(a) Every limited health service organization shall issue an evidence of coverage to each one of its subscribers, which shall contain a clear and complete statement of:
(1) The limited health services to which each subscriber is entitled;
(2) any limitation of the services, kinds of services or benefits to be provided, and exclusions, including any deductible, copayment or other charges;
(3) the manner information shall be made available and where and how services may be obtained, and
(4) the method for resolving grievances.
(b) Any amendment to the evidence of coverage may be provided to the subscriber in a separate document.
(c) No evidence of coverage or amendment thereto shall be issued or delivered to any person in Puerto Rico, unless it has been previously filed with the Commissioner and approved by him/her.
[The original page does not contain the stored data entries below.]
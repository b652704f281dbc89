//! Account preferences.

use axum::Extension;
use axum::extract::State;
use serde::{Deserialize, Serialize};
use validator::Validate;

use crate::AppState;
use crate::error::Result;
use crate::router::Valid;
use crate::user::CurrentUser;

#[derive(Debug, Serialize, Deserialize, Validate)]
#[serde(rename_all = "camelCase")]
pub struct Body {
    pub dark_theme: bool,
    pub email_notifications_on: bool,
}

pub async fn handler(
    State(state): State<AppState>,
    Extension(current): Extension<CurrentUser>,
    Valid(body): Valid<Body>,
) -> Result<()> {
    state
        .users
        .change_preferences(
            current.id,
            body.dark_theme,
            body.email_notifications_on,
        )
        .await
}

#[cfg(test)]
mod tests {
    use crate::user::UserRepository;
    use crate::{app, make_request, test_state};
    use axum::http::{Method, StatusCode};
    use serde_json::json;

    #[tokio::test]
    async fn both_flags_are_updated() {
        let (state, repo) = test_state();
        let id = state
            .users
            .register("alice", "a@x.com", "password-1")
            .await
            .unwrap();
        let token = state.token.create(id).unwrap();

        let response = make_request(
            app(state),
            Method::PATCH,
            "/users/@me/preferences",
            Some(&token),
            json!({ "darkTheme": true, "emailNotificationsOn": false })
                .to_string(),
        )
        .await;
        assert_eq!(response.status(), StatusCode::OK);

        let user = repo.find_by_id(id).await.unwrap().unwrap();
        assert!(user.dark_theme);
        assert!(!user.email_notifications_on);
    }
}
Each one of such filings shall be made within at least sixty (60) days prior to their issuance, delivery, or use. Once the sixty (60)-day term, from the date such filings are received in the Office of the Commissioner, elapses, the filing shall be deemed approved, unless it is expressly approved or disapproved by order of the Commissioner. The approval of an evidence of coverage by the Commissioner shall waive any waiting period left. The Commissioner may extend for not more than sixty (60) days, the period within which such evidence of coverage may be expressly approved or disapproved, providing a notice of such extension before the initial sixty (60)-day term elapses. If the Commissioner determines that the information furnished is not sufficient, or the evidence of coverage provided does not comply with any of the provisions of this chapter or the regulations thereunder and, therefore, requests additional information, the period of time from the notification of the Commissioner of such requirement to the receipt of the requested information or amendments by the Commissioner, shall not be counted for purposes of computing the aforementioned terms. To determine whether an evidence of coverage is approved or disapproved, the Commissioner may require the submittal of any relevant information that he/she may deem pertinent.
(d) If the Commissioner disapproves the filing, the Commissioner shall notify the applicant and shall specify the reasons for disapproval in the notice. The applicant shall have twenty (20) days from the date of receipt of the notice to request a hearing before the Commissioner.
(e) Any time after the applicable review period as provided in subsection (c) of this section, the Commissioner may hold a hearing to determine whether the filing meets the established requirements. The Commissioner shall provide a notice in writing to the limited health service organization that made the filing at least ten (10) days before the hearing. If, after the hearing, the Commissioner determines that the filing does not meet the requirements of this Section, he/she shall enter an order specifying the reasons for disapproval and the date, within a reasonable subsequent period, on which the filing shall be deemed to be ineffective. Such order shall not affect any agreement executed or ratified before the expiration of the term specified in the order.
History —Aug. 29, 2011, No. 194, added as § 16.090 on Aug. 23, 2012, No. 203, § 2, eff. 90 days after Aug. 23, 2012.